Task data
╔══

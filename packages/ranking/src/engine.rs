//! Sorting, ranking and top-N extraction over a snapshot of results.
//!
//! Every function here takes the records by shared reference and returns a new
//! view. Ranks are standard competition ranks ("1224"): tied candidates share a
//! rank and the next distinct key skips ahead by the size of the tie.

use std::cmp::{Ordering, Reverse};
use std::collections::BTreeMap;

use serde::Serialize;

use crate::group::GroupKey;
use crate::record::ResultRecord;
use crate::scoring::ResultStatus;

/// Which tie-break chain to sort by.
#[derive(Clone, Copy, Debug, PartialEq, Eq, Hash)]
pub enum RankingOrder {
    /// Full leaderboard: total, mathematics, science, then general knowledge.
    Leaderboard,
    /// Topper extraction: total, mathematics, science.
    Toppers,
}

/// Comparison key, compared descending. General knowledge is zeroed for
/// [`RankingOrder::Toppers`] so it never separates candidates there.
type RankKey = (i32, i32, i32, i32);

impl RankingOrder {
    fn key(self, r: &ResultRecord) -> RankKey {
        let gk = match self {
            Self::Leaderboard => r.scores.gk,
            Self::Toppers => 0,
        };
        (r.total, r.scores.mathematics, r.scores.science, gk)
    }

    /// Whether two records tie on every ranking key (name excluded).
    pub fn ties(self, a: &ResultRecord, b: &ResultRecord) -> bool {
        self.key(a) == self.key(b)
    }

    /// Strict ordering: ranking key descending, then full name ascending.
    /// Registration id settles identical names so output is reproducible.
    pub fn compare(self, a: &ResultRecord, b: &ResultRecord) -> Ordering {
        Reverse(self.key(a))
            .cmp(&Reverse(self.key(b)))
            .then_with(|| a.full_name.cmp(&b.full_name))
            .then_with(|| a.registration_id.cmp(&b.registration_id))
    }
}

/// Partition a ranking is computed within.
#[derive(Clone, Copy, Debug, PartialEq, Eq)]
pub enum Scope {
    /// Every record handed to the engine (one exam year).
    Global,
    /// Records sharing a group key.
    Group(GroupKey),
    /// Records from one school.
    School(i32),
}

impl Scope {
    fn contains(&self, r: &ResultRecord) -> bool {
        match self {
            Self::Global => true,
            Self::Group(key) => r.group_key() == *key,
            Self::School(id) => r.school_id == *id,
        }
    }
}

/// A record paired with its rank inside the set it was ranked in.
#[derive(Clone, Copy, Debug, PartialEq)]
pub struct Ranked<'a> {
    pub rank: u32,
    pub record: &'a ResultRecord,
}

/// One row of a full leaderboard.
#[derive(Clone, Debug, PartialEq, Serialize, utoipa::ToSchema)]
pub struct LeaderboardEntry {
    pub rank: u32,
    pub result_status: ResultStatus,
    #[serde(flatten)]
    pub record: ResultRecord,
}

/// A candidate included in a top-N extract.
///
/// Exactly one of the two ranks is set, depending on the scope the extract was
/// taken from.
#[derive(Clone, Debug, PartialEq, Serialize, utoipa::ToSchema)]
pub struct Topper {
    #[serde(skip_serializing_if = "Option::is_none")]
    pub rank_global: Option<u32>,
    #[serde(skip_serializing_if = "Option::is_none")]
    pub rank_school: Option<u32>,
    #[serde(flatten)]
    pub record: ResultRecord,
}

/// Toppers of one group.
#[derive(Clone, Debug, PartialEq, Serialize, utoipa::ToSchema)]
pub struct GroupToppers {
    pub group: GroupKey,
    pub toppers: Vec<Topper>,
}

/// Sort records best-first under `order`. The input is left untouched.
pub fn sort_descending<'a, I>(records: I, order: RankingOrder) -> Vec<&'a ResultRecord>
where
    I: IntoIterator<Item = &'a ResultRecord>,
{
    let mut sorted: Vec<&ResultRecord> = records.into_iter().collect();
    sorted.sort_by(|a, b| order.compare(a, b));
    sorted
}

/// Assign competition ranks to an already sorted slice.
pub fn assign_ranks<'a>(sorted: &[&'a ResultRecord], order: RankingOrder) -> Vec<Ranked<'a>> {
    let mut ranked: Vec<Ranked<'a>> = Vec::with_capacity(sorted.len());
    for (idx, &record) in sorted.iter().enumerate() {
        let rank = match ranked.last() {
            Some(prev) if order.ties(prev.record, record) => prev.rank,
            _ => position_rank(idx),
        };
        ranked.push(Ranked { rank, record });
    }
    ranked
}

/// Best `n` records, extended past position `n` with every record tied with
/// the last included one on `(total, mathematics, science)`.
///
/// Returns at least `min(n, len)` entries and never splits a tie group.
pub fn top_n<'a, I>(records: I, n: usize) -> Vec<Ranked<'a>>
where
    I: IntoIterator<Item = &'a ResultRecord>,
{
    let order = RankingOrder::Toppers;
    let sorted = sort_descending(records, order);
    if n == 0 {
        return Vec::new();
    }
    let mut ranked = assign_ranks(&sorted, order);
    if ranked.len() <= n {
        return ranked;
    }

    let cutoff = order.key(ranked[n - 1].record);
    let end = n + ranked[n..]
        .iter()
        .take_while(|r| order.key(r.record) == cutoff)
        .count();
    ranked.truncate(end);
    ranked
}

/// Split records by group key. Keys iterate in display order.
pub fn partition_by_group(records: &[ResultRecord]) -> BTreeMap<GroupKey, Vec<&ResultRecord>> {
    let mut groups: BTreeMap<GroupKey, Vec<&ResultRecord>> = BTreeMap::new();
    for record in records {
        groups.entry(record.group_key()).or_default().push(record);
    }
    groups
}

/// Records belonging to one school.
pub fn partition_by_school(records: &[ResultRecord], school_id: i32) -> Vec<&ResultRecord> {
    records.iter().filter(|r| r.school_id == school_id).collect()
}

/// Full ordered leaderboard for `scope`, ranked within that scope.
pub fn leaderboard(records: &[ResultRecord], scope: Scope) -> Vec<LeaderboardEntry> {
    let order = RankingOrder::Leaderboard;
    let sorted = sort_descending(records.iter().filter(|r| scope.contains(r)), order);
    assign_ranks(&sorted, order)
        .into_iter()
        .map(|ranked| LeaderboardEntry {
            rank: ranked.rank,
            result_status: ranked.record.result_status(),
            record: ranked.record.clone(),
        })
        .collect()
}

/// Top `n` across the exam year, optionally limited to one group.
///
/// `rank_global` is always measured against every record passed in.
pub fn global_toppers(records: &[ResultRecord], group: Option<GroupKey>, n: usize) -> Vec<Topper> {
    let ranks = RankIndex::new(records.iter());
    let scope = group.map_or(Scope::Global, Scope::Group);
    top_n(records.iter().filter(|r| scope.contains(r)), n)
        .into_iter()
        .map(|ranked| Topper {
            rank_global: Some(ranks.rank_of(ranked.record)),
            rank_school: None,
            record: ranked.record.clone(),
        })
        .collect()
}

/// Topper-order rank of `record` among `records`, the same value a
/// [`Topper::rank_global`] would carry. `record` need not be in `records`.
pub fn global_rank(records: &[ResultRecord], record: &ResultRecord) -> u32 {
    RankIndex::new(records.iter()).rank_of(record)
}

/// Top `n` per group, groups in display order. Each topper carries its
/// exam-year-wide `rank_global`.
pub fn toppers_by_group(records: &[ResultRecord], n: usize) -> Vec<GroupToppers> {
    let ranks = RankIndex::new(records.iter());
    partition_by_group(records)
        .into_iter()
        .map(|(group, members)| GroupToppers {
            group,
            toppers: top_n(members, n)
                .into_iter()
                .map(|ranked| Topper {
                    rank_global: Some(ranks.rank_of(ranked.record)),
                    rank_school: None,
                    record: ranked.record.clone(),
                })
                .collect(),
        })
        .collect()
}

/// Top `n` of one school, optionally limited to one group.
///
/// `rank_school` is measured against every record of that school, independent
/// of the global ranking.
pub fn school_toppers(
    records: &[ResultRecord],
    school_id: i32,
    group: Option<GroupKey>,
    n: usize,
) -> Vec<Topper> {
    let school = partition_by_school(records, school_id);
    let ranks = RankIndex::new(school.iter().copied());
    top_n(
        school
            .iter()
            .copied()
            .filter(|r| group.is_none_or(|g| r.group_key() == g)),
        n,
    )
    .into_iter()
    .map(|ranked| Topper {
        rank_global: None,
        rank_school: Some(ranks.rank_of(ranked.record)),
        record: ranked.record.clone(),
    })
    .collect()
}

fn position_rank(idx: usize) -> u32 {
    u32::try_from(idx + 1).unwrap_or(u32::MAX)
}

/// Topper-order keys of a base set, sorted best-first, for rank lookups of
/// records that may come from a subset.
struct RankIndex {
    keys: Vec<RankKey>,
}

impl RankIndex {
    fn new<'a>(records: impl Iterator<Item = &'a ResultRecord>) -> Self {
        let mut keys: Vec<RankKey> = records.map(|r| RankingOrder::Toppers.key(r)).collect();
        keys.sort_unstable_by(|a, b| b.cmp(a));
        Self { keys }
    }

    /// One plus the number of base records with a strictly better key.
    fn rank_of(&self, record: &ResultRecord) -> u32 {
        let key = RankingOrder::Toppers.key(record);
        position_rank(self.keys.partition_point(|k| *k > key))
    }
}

╚══

Task statement
Lines in the material above that include the string "copied" should be listed.

Solution for this task
    let ranks = RankIndex::new(school.iter().copied());
            .copied()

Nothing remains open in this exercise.